Nothing may be dropped or added when the entries below are copied.

◆ **Supplied material**
[Start of Attachment]

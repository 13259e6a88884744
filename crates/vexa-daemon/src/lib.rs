//! Vexa API daemon.
//!
//! Exposes the credit ledger to external integrations over HTTP. Client
//! calls authenticate with a per-account credential and pay a fixed cost per
//! call; administrative routes are guarded by a shared secret.
//!
//! The binary in `main.rs` only parses arguments, sets up logging and serves
//! [`api::router`]; everything else lives here so integration tests can drive
//! the router directly.

pub mod api;
pub mod state;

pub use api::router;
pub use state::AppState;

[End of Attachment]

◆ **The answer**
repository 13259e6a88884744
filename crates/vexa-daemon/src/lib.rs
//! Vexa API daemon.
//!
//! Exposes the credit ledger to external integrations over HTTP. Client
//! calls authenticate with a per-account credential and pay a fixed cost per
//! call; administrative routes are guarded by a shared secret.
//!
//! The binary in `main.rs` only parses arguments, sets up logging and serves
//! [`api::router`]; everything else lives here so integration tests can drive
//! the router directly.

pub mod api;
pub mod state;

pub use api::router;
pub use state::AppState;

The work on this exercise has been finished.